Reputation: 2436
Suppose I have a module that checks if an input date is today. If it is today, shows tomorrow, otherwise, returns False
# my_module.py
import datetime
def is_today_return_tomorrow(input_date):
if input_date != datetime.date.today():
return False
return input_date + datetime.timedelta(1)
The purpose of this example is having a function that have both datetime.date.today()
and datetime.timedelta(1)
and it is a simplified code to explain the question.

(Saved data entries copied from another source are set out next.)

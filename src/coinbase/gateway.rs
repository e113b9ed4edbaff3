//! [`ExchangeGateway`] backed by the Coinbase REST API and the
//! authenticated websocket `user` channel
//!
//! Orders go out over REST. Fills arrive as `match` messages on the `user`
//! channel, which only carries our own orders. A `heartbeat` subscription
//! rides along so a quiet account does not look like a dead socket.

use async_trait::async_trait;
use rust_decimal::Decimal;
use std::collections::HashMap;
use std::ops::ControlFlow;
use std::sync::Arc;
use tokio::sync::mpsc;

use super::client::CoinbaseClient;
use super::websocket::{run_stream, FeedMessage, StreamConfig, StreamError, StreamHandler, Subscribe};
use crate::gateway::{
    ExchangeGateway, FillNotification, GatewayEvent, GatewayResult, PlaceAck, PlaceRequest,
};
use crate::types::Instrument;

const FILL_CHANNELS: [&str; 2] = ["user", "heartbeat"];

pub struct CoinbaseGateway {
    client: Arc<CoinbaseClient>,
    stream: StreamConfig,
    products: Vec<Instrument>,
}

impl CoinbaseGateway {
    /// `products` are the instruments whose fills are streamed
    pub fn new(client: Arc<CoinbaseClient>, stream: StreamConfig, products: Vec<Instrument>) -> Self {
        Self {
            client,
            stream,
            products,
        }
    }

    /// Venue minimum order size of every tradable product
    pub async fn product_min_sizes(&self) -> GatewayResult<HashMap<Instrument, Decimal>> {
        let products = self.client.get_products().await?;
        Ok(products
            .into_iter()
            .filter(|p| p.is_tradable())
            .filter_map(|p| p.base_min_size.map(|min| (p.id, min)))
            .collect())
    }
}

#[async_trait]
impl ExchangeGateway for CoinbaseGateway {
    async fn place_order(&self, request: &PlaceRequest) -> GatewayResult<PlaceAck> {
        self.client.place_order(request).await
    }

    async fn cancel_order(&self, order_id: &str) -> GatewayResult<()> {
        self.client.cancel_order(order_id).await
    }

    fn subscribe_fills(&self) -> mpsc::UnboundedReceiver<GatewayEvent> {
        let (tx, rx) = mpsc::unbounded_channel();

        if !self.stream.has_credentials() {
            let _ = tx.send(GatewayEvent::Error(
                "fill stream unavailable: API credentials are not configured".into(),
            ));
            return rx;
        }

        let subscribe = Subscribe::new(self.products.clone(), &FILL_CHANNELS);
        tokio::spawn(run_stream(self.stream.clone(), subscribe, FillStream::new(tx)));
        rx
    }
}

/// Forwards `match` messages from the `user` channel as fills
struct FillStream {
    fills: mpsc::UnboundedSender<GatewayEvent>,
}

impl FillStream {
    fn new(fills: mpsc::UnboundedSender<GatewayEvent>) -> Self {
        Self { fills }
    }

    fn emit(&self, event: GatewayEvent) -> ControlFlow<()> {
        match self.fills.send(event) {
            Ok(()) => ControlFlow::Continue(()),
            Err(_) => ControlFlow::Break(()),
        }
    }
}

impl StreamHandler for FillStream {
    fn on_message(&mut self, message: FeedMessage) -> ControlFlow<()> {
        match message {
            FeedMessage::Match {
                product_id,
                maker_order_id,
                size,
                price,
                maker_fee_rate,
            } => {
                tracing::debug!(order_id = %maker_order_id, %size, %price, "Match received");
                self.emit(GatewayEvent::Match(FillNotification {
                    maker_order_id,
                    instrument: product_id,
                    size,
                    price: Some(price),
                    fee: maker_fee_rate.map(|rate| price * size * rate),
                }))
            }
            _ if self.fills.is_closed() => ControlFlow::Break(()),
            _ => ControlFlow::Continue(()),
        }
    }

    fn on_disconnect(&mut self, error: &StreamError) -> ControlFlow<()> {
        self.emit(GatewayEvent::Error(format!(
            "fill stream interrupted, fills during the gap are not replayed: {}",
            error
        )))
    }
}
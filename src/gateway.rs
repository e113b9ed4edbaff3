//! Exchange gateway seam
//!
//! The broker only talks to the venue through [`ExchangeGateway`]: order
//! placement, cancellation and a stream of private fill notifications.
//! [`crate::coinbase::CoinbaseGateway`] is the production implementation.

use async_trait::async_trait;
use rust_decimal::Decimal;
use serde::{Deserialize, Serialize};
use thiserror::Error;
use tokio::sync::mpsc;

use crate::types::{Instrument, Side};

/// Failures of a gateway call
#[derive(Debug, Error, Clone, PartialEq)]
pub enum GatewayError {
    /// Venue refused the request itself (HTTP 400/404), e.g. the order is
    /// already done or unknown
    #[error("bad request: {0}")]
    BadRequest(String),

    /// Any other non-success response
    #[error("API error ({status}): {message}")]
    Api { status: u16, message: String },

    #[error("network error: {0}")]
    Network(String),

    #[error("failed to parse response: {0}")]
    Parse(String),

    #[error("circuit breaker is open, rejecting request")]
    CircuitOpen,

    #[error("authentication error: {0}")]
    Auth(String),
}

impl GatewayError {
    /// Client-side rejection, as opposed to a transient failure
    pub fn is_bad_request(&self) -> bool {
        matches!(self, GatewayError::BadRequest(_))
    }
}

impl From<reqwest::Error> for GatewayError {
    fn from(err: reqwest::Error) -> Self {
        Self::Network(err.to_string())
    }
}

pub type GatewayResult<T> = Result<T, GatewayError>;

/// Limit order to rest on the book
#[derive(Debug, Clone, PartialEq)]
pub struct PlaceRequest {
    pub instrument: Instrument,
    pub side: Side,
    pub price: Decimal,
    pub size: Decimal,
}

/// Venue-side status reported when an order is accepted or declined
#[derive(Debug, Clone, Copy, PartialEq, Eq, Serialize, Deserialize)]
#[serde(rename_all = "lowercase")]
pub enum VenueStatus {
    Pending,
    Open,
    Active,
    Done,
    Rejected,
    #[serde(other)]
    Unknown,
}

/// Outcome of a successful placement call
#[derive(Debug, Clone, PartialEq)]
pub struct PlaceAck {
    pub id: String,
    pub status: VenueStatus,
    pub reject_reason: Option<String>,
}

impl PlaceAck {
    pub fn accepted(id: impl Into<String>) -> Self {
        Self {
            id: id.into(),
            status: VenueStatus::Pending,
            reject_reason: None,
        }
    }

    pub fn rejected(id: impl Into<String>, reason: impl Into<String>) -> Self {
        Self {
            id: id.into(),
            status: VenueStatus::Rejected,
            reject_reason: Some(reason.into()),
        }
    }

    pub fn is_rejected(&self) -> bool {
        self.status == VenueStatus::Rejected
    }
}

/// A match against one of our resting orders
#[derive(Debug, Clone, PartialEq)]
pub struct FillNotification {
    pub maker_order_id: String,
    pub instrument: Instrument,
    pub size: Decimal,
    pub price: Option<Decimal>,
    pub fee: Option<Decimal>,
}

/// Items on the private fill stream
#[derive(Debug, Clone, PartialEq)]
pub enum GatewayEvent {
    Match(FillNotification),
    Error(String),
}

#[async_trait]
pub trait ExchangeGateway: Send + Sync {
    /// Place a post-only limit order
    async fn place_order(&self, request: &PlaceRequest) -> GatewayResult<PlaceAck>;

    /// Cancel a resting order by venue id
    async fn cancel_order(&self, order_id: &str) -> GatewayResult<()>;

    /// Open a private fill stream. Every call opens a new stream.
    fn subscribe_fills(&self) -> mpsc::UnboundedReceiver<GatewayEvent>;
}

Now I want to test this code using pytest.
# test_my_module.py
import datetime
from unittest.mock import patch
from my_module import is_today_return_tomorrow
def test_is_today():
cases = [
{'input_date': datetime.date(2022, 5, 14), 'expected_output': datetime.date(2022, 5, 15), 'today': datetime.date(2022, 5, 14)},
{'input_date': datetime.date(2022, 5, 14), 'expected_output': False, 'today': datetime.date(2022, 5, 12)}
]
for case in cases:
class FakeDatetime:
class date:
def today(): return case['today']
with patch('my_module.datetime', FakeDatetime)
assert is_today_return_tomorrow(case['input_date']) == case['expected_output']
This is the answer explained in this question how to mock patch `today` in pytest python?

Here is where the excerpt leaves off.